EXERCISE DESCRIPTION
Looking through the data, please report how many lines contain the string "close", giving nothing but the number.

[[ SUPPLIED RECORDS, beginning ]]

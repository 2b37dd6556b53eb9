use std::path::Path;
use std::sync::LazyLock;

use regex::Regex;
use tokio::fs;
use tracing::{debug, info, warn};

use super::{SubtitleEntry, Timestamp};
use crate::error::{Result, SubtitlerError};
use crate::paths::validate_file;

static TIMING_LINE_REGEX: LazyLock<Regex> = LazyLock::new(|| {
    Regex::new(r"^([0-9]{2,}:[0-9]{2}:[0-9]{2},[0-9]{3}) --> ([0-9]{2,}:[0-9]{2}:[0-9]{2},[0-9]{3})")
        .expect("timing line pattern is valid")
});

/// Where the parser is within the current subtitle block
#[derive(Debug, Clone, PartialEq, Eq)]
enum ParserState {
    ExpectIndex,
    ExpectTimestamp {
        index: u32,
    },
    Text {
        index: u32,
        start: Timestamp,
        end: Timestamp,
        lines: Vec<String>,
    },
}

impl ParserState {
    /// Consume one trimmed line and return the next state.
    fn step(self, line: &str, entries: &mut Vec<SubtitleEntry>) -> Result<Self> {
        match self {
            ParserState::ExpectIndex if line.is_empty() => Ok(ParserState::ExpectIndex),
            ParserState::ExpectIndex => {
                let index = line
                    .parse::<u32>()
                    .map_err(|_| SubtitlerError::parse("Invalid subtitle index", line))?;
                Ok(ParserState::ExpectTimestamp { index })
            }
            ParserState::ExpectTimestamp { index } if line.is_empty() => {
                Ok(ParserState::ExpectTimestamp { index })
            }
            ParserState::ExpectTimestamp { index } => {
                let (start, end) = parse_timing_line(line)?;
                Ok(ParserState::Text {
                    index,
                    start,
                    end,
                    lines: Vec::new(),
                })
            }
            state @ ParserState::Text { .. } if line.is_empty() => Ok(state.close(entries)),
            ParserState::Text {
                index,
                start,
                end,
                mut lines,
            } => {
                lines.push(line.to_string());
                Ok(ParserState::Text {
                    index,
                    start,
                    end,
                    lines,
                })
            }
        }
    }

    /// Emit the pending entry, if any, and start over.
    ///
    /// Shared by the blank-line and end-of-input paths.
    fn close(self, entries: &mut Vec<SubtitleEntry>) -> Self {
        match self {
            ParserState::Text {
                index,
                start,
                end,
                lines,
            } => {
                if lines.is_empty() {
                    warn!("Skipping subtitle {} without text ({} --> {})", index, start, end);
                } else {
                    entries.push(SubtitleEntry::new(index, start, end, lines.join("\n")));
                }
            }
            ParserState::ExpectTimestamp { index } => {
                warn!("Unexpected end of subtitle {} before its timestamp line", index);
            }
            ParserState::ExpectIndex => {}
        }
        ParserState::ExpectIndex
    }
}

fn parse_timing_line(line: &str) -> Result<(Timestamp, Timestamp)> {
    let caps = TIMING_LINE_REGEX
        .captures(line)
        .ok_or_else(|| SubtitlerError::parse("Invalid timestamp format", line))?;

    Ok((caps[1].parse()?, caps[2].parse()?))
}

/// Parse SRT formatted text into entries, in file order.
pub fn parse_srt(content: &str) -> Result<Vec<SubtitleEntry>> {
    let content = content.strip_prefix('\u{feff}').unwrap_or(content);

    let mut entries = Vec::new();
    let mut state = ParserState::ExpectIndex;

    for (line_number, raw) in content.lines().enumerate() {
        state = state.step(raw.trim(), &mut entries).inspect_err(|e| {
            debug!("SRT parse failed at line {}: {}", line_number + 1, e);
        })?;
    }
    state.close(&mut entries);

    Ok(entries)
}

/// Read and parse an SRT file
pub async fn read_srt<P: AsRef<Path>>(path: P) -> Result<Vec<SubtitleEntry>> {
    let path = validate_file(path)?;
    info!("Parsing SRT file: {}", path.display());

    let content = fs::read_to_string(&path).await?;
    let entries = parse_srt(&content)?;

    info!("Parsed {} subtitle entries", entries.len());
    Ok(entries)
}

[[ SUPPLIED RECORDS, end ]]
[[ SUPPLIED RECORDS, beginning ]]

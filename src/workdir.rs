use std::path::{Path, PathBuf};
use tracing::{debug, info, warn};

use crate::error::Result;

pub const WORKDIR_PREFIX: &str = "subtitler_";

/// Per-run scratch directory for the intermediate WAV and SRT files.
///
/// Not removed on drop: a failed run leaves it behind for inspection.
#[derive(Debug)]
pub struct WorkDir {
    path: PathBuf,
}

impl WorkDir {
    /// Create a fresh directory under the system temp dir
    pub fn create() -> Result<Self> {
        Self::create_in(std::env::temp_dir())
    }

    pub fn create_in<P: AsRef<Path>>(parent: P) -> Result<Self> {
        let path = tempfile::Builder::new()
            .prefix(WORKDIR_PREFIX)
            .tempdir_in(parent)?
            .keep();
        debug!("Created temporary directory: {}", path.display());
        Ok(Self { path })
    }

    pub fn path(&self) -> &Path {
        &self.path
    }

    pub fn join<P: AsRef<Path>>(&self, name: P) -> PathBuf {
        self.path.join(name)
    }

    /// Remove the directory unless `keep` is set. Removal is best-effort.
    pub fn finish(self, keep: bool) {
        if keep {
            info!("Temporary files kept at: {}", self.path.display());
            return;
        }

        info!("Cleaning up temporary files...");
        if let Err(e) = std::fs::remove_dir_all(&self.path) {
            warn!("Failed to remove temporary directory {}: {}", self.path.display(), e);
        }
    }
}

[[ SUPPLIED RECORDS, end ]]

RESPONSE TO THIS TASK
3